Task to complete
Give again, unaltered, the lines of the listing below that run from the line having "the cell already" through the line having "pub fn remove_agent(&mut".
BEGIN Working data
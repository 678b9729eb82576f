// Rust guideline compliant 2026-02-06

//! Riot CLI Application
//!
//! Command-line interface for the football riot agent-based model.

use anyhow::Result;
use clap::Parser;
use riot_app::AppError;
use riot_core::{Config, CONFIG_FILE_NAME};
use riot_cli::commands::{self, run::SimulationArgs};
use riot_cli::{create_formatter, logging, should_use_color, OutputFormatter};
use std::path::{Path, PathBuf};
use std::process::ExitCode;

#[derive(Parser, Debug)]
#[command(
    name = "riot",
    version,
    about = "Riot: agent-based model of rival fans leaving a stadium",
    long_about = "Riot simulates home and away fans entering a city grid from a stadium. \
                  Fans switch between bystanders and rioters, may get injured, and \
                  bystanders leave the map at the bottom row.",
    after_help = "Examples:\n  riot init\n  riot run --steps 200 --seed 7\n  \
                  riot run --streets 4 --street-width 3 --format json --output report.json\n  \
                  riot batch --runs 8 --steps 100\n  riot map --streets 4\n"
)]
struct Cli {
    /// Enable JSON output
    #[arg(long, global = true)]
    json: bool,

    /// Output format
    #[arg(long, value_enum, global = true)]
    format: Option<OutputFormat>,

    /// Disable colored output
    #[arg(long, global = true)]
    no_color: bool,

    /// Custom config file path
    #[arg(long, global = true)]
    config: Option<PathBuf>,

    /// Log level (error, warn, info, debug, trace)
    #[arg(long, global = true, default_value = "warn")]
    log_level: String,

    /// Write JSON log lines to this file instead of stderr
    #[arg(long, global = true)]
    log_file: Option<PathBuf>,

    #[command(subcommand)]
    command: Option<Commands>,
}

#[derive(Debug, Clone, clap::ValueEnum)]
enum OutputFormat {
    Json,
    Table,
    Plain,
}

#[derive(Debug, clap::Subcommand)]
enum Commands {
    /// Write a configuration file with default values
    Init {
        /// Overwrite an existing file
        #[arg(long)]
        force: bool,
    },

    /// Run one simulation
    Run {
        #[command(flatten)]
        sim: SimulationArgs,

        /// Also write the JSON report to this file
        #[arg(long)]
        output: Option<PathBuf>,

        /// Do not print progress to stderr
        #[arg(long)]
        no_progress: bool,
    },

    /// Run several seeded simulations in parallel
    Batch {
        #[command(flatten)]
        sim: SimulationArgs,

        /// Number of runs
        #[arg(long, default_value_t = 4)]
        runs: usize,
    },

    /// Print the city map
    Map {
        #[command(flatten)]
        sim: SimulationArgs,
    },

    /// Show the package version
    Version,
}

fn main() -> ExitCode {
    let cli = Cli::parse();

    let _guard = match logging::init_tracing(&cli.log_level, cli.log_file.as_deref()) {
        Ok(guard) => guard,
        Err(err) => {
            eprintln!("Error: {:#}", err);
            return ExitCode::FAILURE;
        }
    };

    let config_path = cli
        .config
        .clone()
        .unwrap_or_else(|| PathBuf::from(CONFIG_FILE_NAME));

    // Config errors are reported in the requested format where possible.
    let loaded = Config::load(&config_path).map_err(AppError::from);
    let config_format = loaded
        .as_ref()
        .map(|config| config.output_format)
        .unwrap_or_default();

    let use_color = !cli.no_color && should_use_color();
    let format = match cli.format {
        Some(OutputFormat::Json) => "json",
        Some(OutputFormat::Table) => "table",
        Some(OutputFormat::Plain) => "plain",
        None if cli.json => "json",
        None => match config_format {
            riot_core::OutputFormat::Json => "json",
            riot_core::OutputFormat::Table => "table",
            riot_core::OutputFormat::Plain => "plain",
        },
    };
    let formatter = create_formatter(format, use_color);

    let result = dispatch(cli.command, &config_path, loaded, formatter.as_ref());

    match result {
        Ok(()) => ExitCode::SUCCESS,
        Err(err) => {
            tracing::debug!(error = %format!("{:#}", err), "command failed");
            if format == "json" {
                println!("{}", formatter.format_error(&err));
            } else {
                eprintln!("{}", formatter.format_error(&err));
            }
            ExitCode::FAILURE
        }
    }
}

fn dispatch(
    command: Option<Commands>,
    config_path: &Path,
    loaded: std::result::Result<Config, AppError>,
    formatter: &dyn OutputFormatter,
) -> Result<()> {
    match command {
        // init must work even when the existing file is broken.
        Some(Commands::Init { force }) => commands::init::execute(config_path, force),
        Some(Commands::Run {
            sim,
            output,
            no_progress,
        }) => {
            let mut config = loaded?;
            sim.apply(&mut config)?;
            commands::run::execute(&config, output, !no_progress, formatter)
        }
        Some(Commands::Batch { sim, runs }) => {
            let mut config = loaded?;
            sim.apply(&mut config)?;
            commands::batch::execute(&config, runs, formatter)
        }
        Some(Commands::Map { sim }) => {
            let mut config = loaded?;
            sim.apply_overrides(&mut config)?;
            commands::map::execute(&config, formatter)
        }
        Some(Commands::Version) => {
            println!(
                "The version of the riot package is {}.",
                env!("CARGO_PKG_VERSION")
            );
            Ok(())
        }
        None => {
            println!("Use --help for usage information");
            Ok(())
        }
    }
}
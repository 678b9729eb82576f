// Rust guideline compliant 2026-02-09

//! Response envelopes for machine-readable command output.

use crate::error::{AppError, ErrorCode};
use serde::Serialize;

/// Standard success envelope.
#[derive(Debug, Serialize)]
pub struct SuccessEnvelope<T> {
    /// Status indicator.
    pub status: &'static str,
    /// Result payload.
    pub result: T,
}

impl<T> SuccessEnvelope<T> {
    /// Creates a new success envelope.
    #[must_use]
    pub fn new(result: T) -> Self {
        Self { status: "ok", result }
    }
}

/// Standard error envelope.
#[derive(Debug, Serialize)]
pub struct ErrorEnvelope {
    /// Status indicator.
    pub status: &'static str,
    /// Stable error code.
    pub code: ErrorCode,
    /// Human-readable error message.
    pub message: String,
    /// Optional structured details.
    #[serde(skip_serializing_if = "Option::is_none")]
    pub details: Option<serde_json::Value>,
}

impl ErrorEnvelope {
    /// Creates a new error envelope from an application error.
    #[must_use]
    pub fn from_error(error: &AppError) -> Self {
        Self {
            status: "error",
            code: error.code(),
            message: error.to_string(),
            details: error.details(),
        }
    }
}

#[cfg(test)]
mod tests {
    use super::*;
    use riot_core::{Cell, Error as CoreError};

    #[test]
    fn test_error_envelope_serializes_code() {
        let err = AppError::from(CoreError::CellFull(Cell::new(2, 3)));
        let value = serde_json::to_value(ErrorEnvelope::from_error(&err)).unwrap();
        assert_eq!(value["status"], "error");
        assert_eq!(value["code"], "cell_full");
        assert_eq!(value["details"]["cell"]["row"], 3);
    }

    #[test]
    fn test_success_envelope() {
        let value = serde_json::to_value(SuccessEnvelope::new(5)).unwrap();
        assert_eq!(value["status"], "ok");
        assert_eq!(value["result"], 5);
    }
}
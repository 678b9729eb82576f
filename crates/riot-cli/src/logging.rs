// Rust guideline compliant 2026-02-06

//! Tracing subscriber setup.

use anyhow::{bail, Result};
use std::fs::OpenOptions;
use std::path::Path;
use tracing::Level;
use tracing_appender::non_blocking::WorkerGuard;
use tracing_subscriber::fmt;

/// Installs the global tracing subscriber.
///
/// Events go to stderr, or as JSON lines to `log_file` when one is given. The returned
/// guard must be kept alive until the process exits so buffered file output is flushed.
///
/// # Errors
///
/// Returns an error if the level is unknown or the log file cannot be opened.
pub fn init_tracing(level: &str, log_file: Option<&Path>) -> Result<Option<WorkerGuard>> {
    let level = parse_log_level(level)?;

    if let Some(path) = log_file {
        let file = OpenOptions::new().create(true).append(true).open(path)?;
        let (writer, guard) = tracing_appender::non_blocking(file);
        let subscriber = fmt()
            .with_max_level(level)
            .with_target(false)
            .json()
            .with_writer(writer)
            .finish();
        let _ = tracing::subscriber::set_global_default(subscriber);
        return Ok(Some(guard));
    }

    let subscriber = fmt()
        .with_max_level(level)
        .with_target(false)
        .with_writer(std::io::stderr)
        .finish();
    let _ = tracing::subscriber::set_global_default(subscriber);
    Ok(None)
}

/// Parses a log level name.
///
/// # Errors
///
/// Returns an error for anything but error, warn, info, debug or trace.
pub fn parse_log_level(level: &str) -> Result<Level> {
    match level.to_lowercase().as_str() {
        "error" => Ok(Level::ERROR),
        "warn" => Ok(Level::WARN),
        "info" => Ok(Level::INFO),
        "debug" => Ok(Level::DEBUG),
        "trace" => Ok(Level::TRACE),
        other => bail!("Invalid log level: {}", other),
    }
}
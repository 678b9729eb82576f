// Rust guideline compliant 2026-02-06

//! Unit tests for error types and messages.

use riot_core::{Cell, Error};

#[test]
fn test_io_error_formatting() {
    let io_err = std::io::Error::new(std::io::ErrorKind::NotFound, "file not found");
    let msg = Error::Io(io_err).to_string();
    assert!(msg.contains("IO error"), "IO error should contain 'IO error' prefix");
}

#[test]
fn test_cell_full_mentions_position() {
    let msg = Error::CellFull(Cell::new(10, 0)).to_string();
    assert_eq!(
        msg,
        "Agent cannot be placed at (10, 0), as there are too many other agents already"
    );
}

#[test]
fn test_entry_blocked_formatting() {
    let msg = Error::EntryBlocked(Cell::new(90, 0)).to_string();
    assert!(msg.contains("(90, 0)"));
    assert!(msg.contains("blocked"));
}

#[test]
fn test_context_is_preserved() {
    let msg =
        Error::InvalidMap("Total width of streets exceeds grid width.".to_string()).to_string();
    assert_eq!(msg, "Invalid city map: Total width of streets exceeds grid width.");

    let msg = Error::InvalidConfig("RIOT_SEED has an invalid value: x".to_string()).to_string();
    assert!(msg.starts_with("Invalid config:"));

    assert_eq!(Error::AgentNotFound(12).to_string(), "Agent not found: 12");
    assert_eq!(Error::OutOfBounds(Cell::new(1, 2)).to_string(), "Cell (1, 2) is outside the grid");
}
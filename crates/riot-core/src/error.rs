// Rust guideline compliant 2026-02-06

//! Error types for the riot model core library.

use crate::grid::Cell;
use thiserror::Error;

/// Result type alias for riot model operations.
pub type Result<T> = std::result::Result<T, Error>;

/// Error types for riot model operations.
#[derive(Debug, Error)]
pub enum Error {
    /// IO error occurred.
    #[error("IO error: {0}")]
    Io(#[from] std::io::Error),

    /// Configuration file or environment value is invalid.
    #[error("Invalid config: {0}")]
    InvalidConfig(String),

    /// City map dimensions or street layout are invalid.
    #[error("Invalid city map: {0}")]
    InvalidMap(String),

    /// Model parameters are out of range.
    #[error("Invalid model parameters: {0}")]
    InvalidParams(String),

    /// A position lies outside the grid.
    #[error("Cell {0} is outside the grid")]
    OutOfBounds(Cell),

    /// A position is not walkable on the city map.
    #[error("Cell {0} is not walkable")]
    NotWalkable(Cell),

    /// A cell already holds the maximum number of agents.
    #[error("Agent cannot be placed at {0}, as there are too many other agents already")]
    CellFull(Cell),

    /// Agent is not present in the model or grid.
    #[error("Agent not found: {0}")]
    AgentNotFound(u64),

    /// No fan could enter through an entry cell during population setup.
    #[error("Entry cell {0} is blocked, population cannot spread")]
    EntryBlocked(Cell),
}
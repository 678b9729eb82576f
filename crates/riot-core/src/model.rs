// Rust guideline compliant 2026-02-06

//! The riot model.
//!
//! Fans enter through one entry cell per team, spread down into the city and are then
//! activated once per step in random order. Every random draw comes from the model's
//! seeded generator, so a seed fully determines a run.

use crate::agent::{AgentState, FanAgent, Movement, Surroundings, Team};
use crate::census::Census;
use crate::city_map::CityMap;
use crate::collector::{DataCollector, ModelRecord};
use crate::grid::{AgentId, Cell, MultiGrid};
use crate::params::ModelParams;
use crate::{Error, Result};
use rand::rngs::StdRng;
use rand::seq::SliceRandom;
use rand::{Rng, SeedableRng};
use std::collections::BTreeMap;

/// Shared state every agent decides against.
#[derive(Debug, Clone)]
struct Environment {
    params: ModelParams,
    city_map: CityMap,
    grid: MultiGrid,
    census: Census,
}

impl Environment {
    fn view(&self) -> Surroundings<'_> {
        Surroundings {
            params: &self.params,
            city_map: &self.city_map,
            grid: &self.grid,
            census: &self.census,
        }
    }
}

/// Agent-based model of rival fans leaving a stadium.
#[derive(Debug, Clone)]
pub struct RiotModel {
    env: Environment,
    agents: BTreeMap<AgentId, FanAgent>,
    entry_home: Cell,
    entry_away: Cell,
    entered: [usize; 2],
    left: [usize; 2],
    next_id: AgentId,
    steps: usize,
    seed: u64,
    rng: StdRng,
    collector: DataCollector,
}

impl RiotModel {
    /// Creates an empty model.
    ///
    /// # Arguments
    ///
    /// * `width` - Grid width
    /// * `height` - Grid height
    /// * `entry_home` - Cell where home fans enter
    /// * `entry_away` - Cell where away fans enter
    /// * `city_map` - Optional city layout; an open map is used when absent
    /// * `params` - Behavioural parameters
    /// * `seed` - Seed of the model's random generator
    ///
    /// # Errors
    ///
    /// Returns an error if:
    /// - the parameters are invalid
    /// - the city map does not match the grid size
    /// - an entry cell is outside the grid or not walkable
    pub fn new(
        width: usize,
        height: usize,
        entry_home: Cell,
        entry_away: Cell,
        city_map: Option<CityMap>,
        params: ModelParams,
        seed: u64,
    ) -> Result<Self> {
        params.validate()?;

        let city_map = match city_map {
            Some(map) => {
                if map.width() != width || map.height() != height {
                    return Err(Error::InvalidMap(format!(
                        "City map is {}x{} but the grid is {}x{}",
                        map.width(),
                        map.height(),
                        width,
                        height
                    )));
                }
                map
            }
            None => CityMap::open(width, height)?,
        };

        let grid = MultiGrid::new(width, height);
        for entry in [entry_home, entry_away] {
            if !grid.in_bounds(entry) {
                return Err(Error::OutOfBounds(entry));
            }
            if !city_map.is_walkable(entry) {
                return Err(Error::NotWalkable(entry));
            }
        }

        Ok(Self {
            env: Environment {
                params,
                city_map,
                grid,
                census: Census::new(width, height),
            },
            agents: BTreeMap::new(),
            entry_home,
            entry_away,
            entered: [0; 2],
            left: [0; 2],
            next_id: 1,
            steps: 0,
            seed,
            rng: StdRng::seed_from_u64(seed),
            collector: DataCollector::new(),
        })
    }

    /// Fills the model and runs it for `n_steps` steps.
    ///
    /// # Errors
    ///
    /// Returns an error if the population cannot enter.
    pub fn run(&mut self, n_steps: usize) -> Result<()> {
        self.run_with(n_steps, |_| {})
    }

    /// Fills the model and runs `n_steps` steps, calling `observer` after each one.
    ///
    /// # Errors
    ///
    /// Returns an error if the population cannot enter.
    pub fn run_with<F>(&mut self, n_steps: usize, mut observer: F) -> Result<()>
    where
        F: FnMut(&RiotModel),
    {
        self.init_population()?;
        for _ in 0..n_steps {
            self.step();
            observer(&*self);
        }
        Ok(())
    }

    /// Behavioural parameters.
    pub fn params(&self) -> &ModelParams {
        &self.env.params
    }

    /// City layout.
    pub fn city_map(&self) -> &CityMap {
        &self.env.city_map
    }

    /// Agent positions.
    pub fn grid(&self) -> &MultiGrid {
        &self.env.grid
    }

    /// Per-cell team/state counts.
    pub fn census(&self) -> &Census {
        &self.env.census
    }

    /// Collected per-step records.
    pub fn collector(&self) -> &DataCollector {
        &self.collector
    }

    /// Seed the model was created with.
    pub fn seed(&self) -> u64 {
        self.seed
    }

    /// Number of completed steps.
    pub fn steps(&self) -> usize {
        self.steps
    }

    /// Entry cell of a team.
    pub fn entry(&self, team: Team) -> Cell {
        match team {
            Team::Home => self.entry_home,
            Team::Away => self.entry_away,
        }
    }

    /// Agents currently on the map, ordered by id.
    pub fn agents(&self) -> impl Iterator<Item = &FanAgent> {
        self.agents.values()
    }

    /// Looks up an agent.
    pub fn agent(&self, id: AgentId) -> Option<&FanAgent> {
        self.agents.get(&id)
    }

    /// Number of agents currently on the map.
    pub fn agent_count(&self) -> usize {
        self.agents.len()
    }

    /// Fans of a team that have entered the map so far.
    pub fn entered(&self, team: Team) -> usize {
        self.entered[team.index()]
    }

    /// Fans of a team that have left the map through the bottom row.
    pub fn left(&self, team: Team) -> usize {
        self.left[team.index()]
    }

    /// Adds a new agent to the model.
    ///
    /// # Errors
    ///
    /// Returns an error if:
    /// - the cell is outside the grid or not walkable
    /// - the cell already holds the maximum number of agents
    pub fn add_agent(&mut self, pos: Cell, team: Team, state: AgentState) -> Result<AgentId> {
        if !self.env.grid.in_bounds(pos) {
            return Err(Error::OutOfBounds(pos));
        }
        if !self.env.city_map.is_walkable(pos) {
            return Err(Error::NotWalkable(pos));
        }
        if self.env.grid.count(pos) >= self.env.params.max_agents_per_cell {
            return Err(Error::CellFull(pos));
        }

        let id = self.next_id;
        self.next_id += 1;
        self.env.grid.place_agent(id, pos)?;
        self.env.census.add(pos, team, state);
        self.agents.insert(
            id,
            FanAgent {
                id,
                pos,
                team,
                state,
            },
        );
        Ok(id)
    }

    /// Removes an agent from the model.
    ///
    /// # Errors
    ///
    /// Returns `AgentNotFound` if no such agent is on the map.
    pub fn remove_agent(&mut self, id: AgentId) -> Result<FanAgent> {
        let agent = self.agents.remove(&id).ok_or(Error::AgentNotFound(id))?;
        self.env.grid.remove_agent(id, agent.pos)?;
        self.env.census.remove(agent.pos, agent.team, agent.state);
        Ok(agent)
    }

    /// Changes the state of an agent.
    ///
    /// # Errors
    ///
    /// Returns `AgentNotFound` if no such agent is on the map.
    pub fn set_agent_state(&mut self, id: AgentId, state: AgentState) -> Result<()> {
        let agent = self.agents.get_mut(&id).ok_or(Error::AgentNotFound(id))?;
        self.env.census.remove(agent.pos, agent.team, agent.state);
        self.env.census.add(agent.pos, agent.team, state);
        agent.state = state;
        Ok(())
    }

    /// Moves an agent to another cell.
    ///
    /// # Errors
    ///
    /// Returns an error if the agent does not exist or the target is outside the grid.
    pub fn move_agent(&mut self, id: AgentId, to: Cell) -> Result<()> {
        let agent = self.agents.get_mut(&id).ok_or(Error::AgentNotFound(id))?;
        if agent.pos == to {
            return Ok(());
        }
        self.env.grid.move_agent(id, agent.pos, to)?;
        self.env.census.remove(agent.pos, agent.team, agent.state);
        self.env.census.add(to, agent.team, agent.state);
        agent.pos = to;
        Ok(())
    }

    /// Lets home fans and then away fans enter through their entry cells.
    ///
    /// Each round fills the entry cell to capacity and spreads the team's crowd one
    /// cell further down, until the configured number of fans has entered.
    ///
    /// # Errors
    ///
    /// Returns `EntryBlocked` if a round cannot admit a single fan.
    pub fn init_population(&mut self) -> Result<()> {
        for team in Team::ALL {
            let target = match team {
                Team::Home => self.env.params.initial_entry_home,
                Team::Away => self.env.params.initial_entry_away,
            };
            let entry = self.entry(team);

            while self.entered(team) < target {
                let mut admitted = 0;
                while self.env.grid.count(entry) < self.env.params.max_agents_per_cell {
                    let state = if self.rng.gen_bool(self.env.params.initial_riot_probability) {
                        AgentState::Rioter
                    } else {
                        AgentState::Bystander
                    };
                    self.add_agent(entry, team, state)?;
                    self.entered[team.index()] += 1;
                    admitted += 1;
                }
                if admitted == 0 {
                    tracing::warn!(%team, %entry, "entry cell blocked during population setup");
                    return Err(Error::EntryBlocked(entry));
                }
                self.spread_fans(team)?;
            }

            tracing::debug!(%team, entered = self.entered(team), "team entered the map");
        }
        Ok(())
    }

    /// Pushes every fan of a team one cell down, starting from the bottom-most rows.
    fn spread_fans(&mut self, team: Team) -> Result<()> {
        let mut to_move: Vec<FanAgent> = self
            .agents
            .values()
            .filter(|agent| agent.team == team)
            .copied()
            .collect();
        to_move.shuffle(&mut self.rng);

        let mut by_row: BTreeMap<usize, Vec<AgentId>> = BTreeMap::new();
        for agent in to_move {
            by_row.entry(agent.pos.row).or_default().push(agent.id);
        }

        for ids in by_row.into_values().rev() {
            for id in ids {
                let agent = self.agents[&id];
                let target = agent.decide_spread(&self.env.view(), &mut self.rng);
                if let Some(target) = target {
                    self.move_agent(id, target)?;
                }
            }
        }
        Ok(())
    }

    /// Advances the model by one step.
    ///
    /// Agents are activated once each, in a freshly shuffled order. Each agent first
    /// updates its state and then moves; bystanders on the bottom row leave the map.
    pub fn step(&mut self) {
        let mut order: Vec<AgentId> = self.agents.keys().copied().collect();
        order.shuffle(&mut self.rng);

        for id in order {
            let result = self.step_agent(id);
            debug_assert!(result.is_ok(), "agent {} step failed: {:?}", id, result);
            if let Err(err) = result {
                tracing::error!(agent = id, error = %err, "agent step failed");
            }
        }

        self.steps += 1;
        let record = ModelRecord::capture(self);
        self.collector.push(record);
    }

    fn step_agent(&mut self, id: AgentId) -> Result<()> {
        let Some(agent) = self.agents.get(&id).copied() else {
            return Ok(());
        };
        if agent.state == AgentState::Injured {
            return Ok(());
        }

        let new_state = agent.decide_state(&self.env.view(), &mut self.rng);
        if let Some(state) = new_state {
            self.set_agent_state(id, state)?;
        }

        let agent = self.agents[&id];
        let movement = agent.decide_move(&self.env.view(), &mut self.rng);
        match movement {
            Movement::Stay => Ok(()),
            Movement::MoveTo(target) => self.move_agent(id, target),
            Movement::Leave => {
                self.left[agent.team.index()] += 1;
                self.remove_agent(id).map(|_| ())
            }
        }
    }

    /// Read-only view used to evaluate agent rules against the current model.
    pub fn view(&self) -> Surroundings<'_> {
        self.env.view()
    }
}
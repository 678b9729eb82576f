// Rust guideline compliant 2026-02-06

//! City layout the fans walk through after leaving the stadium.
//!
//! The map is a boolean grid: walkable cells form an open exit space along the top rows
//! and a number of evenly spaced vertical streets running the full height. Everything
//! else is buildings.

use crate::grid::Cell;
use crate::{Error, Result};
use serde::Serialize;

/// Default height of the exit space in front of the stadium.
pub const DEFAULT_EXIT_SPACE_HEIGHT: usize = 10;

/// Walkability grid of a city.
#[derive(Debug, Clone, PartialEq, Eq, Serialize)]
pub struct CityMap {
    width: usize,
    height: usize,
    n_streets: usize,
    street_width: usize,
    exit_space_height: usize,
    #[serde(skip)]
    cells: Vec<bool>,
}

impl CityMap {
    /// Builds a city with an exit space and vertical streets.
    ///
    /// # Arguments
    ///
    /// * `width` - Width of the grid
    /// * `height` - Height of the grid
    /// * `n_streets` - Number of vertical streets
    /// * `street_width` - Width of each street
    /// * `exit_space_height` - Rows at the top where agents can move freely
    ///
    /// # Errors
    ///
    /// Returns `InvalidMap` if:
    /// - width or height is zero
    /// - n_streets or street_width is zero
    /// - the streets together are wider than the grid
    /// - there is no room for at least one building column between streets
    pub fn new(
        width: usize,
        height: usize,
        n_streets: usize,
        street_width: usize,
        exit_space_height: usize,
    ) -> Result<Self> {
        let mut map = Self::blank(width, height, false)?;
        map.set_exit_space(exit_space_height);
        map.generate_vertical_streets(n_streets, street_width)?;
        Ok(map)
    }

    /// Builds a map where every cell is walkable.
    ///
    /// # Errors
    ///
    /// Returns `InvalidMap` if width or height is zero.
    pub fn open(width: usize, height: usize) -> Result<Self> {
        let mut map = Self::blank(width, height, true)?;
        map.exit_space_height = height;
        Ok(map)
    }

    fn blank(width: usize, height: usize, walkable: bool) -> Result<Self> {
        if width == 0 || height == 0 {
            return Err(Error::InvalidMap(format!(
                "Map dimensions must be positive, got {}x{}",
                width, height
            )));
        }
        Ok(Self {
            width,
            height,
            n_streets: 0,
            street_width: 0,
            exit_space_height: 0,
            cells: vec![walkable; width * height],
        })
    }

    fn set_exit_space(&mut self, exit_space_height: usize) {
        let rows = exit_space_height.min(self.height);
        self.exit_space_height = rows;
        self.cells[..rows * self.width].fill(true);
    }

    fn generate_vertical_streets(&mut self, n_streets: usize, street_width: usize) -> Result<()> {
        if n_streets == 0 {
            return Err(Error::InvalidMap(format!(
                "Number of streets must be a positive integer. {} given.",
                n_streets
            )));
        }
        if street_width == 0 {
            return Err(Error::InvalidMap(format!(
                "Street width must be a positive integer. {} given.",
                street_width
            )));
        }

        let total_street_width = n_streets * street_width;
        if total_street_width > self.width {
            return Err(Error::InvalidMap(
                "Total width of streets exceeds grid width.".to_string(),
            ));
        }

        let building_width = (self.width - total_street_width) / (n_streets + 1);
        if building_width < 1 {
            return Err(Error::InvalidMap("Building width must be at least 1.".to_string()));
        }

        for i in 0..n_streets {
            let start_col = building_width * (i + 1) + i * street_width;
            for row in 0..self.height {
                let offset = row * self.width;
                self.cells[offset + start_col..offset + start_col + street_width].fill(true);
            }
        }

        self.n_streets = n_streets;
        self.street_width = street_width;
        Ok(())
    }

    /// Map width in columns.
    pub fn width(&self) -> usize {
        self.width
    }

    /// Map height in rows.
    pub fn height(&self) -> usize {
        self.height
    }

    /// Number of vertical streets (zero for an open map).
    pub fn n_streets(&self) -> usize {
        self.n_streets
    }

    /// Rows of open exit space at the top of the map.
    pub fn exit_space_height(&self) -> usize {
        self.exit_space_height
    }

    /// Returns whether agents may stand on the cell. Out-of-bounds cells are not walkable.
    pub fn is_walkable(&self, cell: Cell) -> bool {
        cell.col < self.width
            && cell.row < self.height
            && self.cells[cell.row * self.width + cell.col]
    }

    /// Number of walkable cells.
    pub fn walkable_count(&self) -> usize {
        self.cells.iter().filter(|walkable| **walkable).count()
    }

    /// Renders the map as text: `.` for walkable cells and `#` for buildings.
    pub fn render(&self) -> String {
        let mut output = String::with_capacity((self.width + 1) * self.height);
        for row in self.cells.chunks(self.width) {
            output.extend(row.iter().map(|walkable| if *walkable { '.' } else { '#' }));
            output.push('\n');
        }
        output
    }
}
END Working data
Exercise output
    /// - the cell already holds the maximum number of agents
    pub fn add_agent(&mut self, pos: Cell, team: Team, state: AgentState) -> Result<AgentId> {
        if !self.env.grid.in_bounds(pos) {
            return Err(Error::OutOfBounds(pos));
        }
        if !self.env.city_map.is_walkable(pos) {
            return Err(Error::NotWalkable(pos));
        }
        if self.env.grid.count(pos) >= self.env.params.max_agents_per_cell {
            return Err(Error::CellFull(pos));
        }

        let id = self.next_id;
        self.next_id += 1;
        self.env.grid.place_agent(id, pos)?;
        self.env.census.add(pos, team, state);
        self.agents.insert(
            id,
            FanAgent {
                id,
                pos,
                team,
                state,
            },
        );
        Ok(id)
    }

    /// Removes an agent from the model.
    ///
    /// # Errors
    ///
    /// Returns `AgentNotFound` if no such agent is on the map.
    pub fn remove_agent(&mut self, id: AgentId) -> Result<FanAgent> {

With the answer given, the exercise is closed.